Show every line in the records below that contains the word "stderr".

----

mod priority;
mod task;

pub use priority::Priority;
pub use task::Task;
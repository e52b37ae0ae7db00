use std::path::PathBuf;
use std::process::Command;
use std::time::{SystemTime, UNIX_EPOCH};

fn temp_path(file_name: &str) -> PathBuf {
    let nanos = SystemTime::now()
        .duration_since(UNIX_EPOCH)
        .unwrap()
        .as_nanos();
    std::env::temp_dir().join(format!("tasky-{nanos}-{file_name}"))
}

fn run(args: &[&str], store_path: &PathBuf) -> std::process::Output {
    Command::new(env!("CARGO_BIN_EXE_tasky"))
        .args(args)
        .env("TASKY_STORE_PATH", store_path)
        .env("TASKY_CONFIG_PATH", temp_path("no-config.json"))
        .output()
        .expect("failed to run tasky")
}

#[test]
fn list_command_shows_added_tasks() {
    let store_path = temp_path("cli-list.json");
    assert!(run(&["add", "First Task"], &store_path).status.success());
    assert!(run(&["add", "Second Task"], &store_path).status.success());
    assert!(run(&["done", "1"], &store_path).status.success());

    let output = run(&["list"], &store_path);
    std::fs::remove_file(&store_path).ok();

    assert!(output.status.success());
    let stdout = String::from_utf8_lossy(&output.stdout);
    assert!(stdout.contains("First Task"));
    assert!(stdout.contains("Second Task"));
    assert!(stdout.contains("You have 1 pending task"));
}

#[test]
fn list_command_on_missing_file_is_empty() {
    let store_path = temp_path("cli-list-missing.json");

    let output = run(&["ls", "--json"], &store_path);

    assert!(output.status.success());
    assert!(!store_path.exists());
    let stdout = String::from_utf8_lossy(&output.stdout);
    assert_eq!(stdout.trim(), "[]");
}

#[test]
fn list_command_on_empty_file_is_empty() {
    let store_path = temp_path("cli-list-empty.json");
    std::fs::write(&store_path, "").unwrap();

    let output = run(&["list"], &store_path);
    std::fs::remove_file(&store_path).ok();

    assert!(output.status.success());
    let stdout = String::from_utf8_lossy(&output.stdout);
    assert!(stdout.contains("You have 0 pending tasks"));
}

#[test]
fn list_command_reports_malformed_file() {
    let store_path = temp_path("cli-list-malformed.json");
    std::fs::write(&store_path, "{ not json").unwrap();

    let output = run(&["list"], &store_path);
    let content = std::fs::read_to_string(&store_path).unwrap();
    std::fs::remove_file(&store_path).ok();

    assert!(!output.status.success());
    let stderr = String::from_utf8_lossy(&output.stderr);
    assert!(stderr.contains("ERROR: invalid_data"));
    assert_eq!(content, "{ not json");
}

#[test]
fn list_command_colours_tasks_by_default() {
    let store_path = temp_path("cli-list-colour.json");
    assert!(run(&["add", "Pending Task", "-p", "Low"], &store_path).status.success());
    assert!(run(&["add", "Finished Task"], &store_path).status.success());
    assert!(run(&["done", "2"], &store_path).status.success());

    let output = run(&["list"], &store_path);
    std::fs::remove_file(&store_path).ok();

    assert!(output.status.success());
    let stdout = String::from_utf8_lossy(&output.stdout);
    assert!(stdout.contains("\x1b[34mPending Task\x1b[0m"));
    assert!(stdout.contains("\x1b[32mFinished Task\x1b[0m"));
    assert!(stdout.contains("\x1b[31mYou have 1 pending task\x1b[0m"));
}

#[test]
fn list_command_without_colour_is_plain() {
    let store_path = temp_path("cli-list-plain.json");
    assert!(run(&["add", "Plain Task", "-p", "High"], &store_path).status.success());

    let output = run(&["list", "--config-override", "color=off"], &store_path);
    std::fs::remove_file(&store_path).ok();

    assert!(output.status.success());
    let stdout = String::from_utf8_lossy(&output.stdout);
    assert!(!stdout.contains('\x1b'));
    assert!(stdout.contains("Plain Task"));
    assert!(stdout.trim_end().ends_with("You have 1 pending task"));
}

----

> _ANSWER TO THIS PROBLEM_
    let stderr = String::from_utf8_lossy(&output.stderr);
    assert!(stderr.contains("ERROR: invalid_data"));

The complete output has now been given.